Collected data
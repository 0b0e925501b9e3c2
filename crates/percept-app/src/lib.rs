//! Percept App
//!
//! Orchestration layer over the inference crates: owns per-channel UI
//! state (current results, busy flag) and sequences decode, model
//! resolution, classification, and presentation in response to user
//! actions. Stale results from superseded requests are discarded rather
//! than cancelled.

pub mod channel;
pub mod controller;
pub mod request;

pub use channel::{Channel, ChannelPhase, ChannelState};
pub use controller::AppController;
pub use request::{ClassificationRequest, RequestInput};
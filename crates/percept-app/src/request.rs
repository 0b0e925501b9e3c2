//! Submission payloads

use crate::channel::Channel;
use percept_core::{ModelKind, RequestId};
use percept_inference::ImageHandle;

/// Input payload for one submission
#[derive(Debug, Clone)]
pub enum RequestInput {
    Image(ImageHandle),
    Text(String),
}

/// An immutable submission: the input plus the model kind it targets.
///
/// Created once per user action and dropped after its result is delivered
/// or the request is superseded.
#[derive(Debug, Clone)]
pub struct ClassificationRequest {
    pub id: RequestId,
    pub input: RequestInput,
}

impl ClassificationRequest {
    pub fn image(id: RequestId, handle: ImageHandle) -> Self {
        Self {
            id,
            input: RequestInput::Image(handle),
        }
    }

    pub fn text(id: RequestId, text: impl Into<String>) -> Self {
        Self {
            id,
            input: RequestInput::Text(text.into()),
        }
    }

    pub fn kind(&self) -> ModelKind {
        match self.input {
            RequestInput::Image(_) => ModelKind::ImageClassifier,
            RequestInput::Text(_) => ModelKind::TextToxicity,
        }
    }

    pub fn channel(&self) -> Channel {
        match self.input {
            RequestInput::Image(_) => Channel::Image,
            RequestInput::Text(_) => Channel::Text,
        }
    }
}
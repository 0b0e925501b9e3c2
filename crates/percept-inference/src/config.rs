//! Configuration for the inference layer

use crate::image::{ImageDecoder, DEFAULT_MAX_IMAGE_BYTES};
use crate::session::{InferenceOptions, DEFAULT_TOXICITY_THRESHOLD};
use percept_core::{Error, Result};
use serde::{Deserialize, Serialize};
use std::path::Path;

/// Inference configuration, loadable from YAML
#[derive(Debug, Clone, Serialize, Deserialize)]
pub struct InferenceConfig {
    /// Per-category match threshold for the toxicity model, in (0, 1].
    /// The historical default is 0.7; treat it as tunable product policy.
    #[serde(default = "default_toxicity_threshold")]
    pub toxicity_threshold: f32,

    /// Upload size cap for the image decode service, in bytes
    #[serde(default = "default_max_image_bytes")]
    pub max_image_bytes: usize,
}

fn default_toxicity_threshold() -> f32 {
    DEFAULT_TOXICITY_THRESHOLD
}

fn default_max_image_bytes() -> usize {
    DEFAULT_MAX_IMAGE_BYTES
}

impl Default for InferenceConfig {
    fn default() -> Self {
        Self {
            toxicity_threshold: default_toxicity_threshold(),
            max_image_bytes: default_max_image_bytes(),
        }
    }
}

impl InferenceConfig {
    /// Load from a YAML string
    pub fn from_yaml(yaml: &str) -> Result<Self> {
        let config: Self = serde_yaml::from_str(yaml)
            .map_err(|e| Error::config(format!("invalid inference config: {e}")))?;
        config.validate()?;
        Ok(config)
    }

    /// Load from a file
    pub fn from_file(path: impl AsRef<Path>) -> Result<Self> {
        let content = std::fs::read_to_string(path.as_ref())?;
        Self::from_yaml(&content)
    }

    pub fn validate(&self) -> Result<()> {
        if !(self.toxicity_threshold > 0.0 && self.toxicity_threshold <= 1.0) {
            return Err(Error::config(format!(
                "toxicity_threshold must be in (0, 1], got {}",
                self.toxicity_threshold
            )));
        }
        if self.max_image_bytes == 0 {
            return Err(Error::config("max_image_bytes must be positive"));
        }
        Ok(())
    }

    /// Session options derived from this configuration
    pub fn options(&self) -> Result<InferenceOptions> {
        InferenceOptions::with_threshold(self.toxicity_threshold)
    }

    /// Image decoder honoring the configured size cap
    pub fn decoder(&self) -> ImageDecoder {
        ImageDecoder::with_max_bytes(self.max_image_bytes)
    }
}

> **Exercise description**: Give the records again, exactly as they appear.

> **Exercise solution**:
repository 0b0e925501b9e3c2
filename crates/percept-app/src/lib.rs
//! Percept App
//!
//! Orchestration layer over the inference crates: owns per-channel UI
//! state (current results, busy flag) and sequences decode, model
//! resolution, classification, and presentation in response to user
//! actions. Stale results from superseded requests are discarded rather
//! than cancelled.

pub mod channel;
pub mod controller;
pub mod request;

pub use channel::{Channel, ChannelPhase, ChannelState};
pub use controller::AppController;
pub use request::{ClassificationRequest, RequestInput};
filename crates/percept-app/src/request.rs
repository 0b0e925501b9e3c2
//! Submission payloads

use crate::channel::Channel;
use percept_core::{ModelKind, RequestId};
use percept_inference::ImageHandle;

/// Input payload for one submission
#[derive(Debug, Clone)]
pub enum RequestInput {
    Image(ImageHandle),
    Text(String),
}

/// An immutable submission: the input plus the model kind it targets.
///
/// Created once per user action and dropped after its result is delivered
/// or the request is superseded.
#[derive(Debug, Clone)]
pub struct ClassificationRequest {
    pub id: RequestId,
    pub input: RequestInput,
}

impl ClassificationRequest {
    pub fn image(id: RequestId, handle: ImageHandle) -> Self {
        Self {
            id,
            input: RequestInput::Image(handle),
        }
    }

    pub fn text(id: RequestId, text: impl Into<String>) -> Self {
        Self {
            id,
            input: RequestInput::Text(text.into()),
        }
    }

    pub fn kind(&self) -> ModelKind {
        match self.input {
            RequestInput::Image(_) => ModelKind::ImageClassifier,
            RequestInput::Text(_) => ModelKind::TextToxicity,
        }
    }

    pub fn channel(&self) -> Channel {
        match self.input {
            RequestInput::Image(_) => Channel::Image,
            RequestInput::Text(_) => Channel::Text,
        }
    }
}
repository 0b0e925501b9e3c2
filename crates/percept-inference/src/config.rs
//! Configuration for the inference layer

use crate::image::{ImageDecoder, DEFAULT_MAX_IMAGE_BYTES};
use crate::session::{InferenceOptions, DEFAULT_TOXICITY_THRESHOLD};
use percept_core::{Error, Result};
use serde::{Deserialize, Serialize};
use std::path::Path;

/// Inference configuration, loadable from YAML
#[derive(Debug, Clone, Serialize, Deserialize)]
pub struct InferenceConfig {
    /// Per-category match threshold for the toxicity model, in (0, 1].
    /// The historical default is 0.7; treat it as tunable product policy.
    #[serde(default = "default_toxicity_threshold")]
    pub toxicity_threshold: f32,

    /// Upload size cap for the image decode service, in bytes
    #[serde(default = "default_max_image_bytes")]
    pub max_image_bytes: usize,
}

fn default_toxicity_threshold() -> f32 {
    DEFAULT_TOXICITY_THRESHOLD
}

fn default_max_image_bytes() -> usize {
    DEFAULT_MAX_IMAGE_BYTES
}

impl Default for InferenceConfig {
    fn default() -> Self {
        Self {
            toxicity_threshold: default_toxicity_threshold(),
            max_image_bytes: default_max_image_bytes(),
        }
    }
}

impl InferenceConfig {
    /// Load from a YAML string
    pub fn from_yaml(yaml: &str) -> Result<Self> {
        let config: Self = serde_yaml::from_str(yaml)
            .map_err(|e| Error::config(format!("invalid inference config: {e}")))?;
        config.validate()?;
        Ok(config)
    }

    /// Load from a file
    pub fn from_file(path: impl AsRef<Path>) -> Result<Self> {
        let content = std::fs::read_to_string(path.as_ref())?;
        Self::from_yaml(&content)
    }

    pub fn validate(&self) -> Result<()> {
        if !(self.toxicity_threshold > 0.0 && self.toxicity_threshold <= 1.0) {
            return Err(Error::config(format!(
                "toxicity_threshold must be in (0, 1], got {}",
                self.toxicity_threshold
            )));
        }
        if self.max_image_bytes == 0 {
            return Err(Error::config("max_image_bytes must be positive"));
        }
        Ok(())
    }

    /// Session options derived from this configuration
    pub fn options(&self) -> Result<InferenceOptions> {
        InferenceOptions::with_threshold(self.toxicity_threshold)
    }

    /// Image decoder honoring the configured size cap
    pub fn decoder(&self) -> ImageDecoder {
        ImageDecoder::with_max_bytes(self.max_image_bytes)
    }
}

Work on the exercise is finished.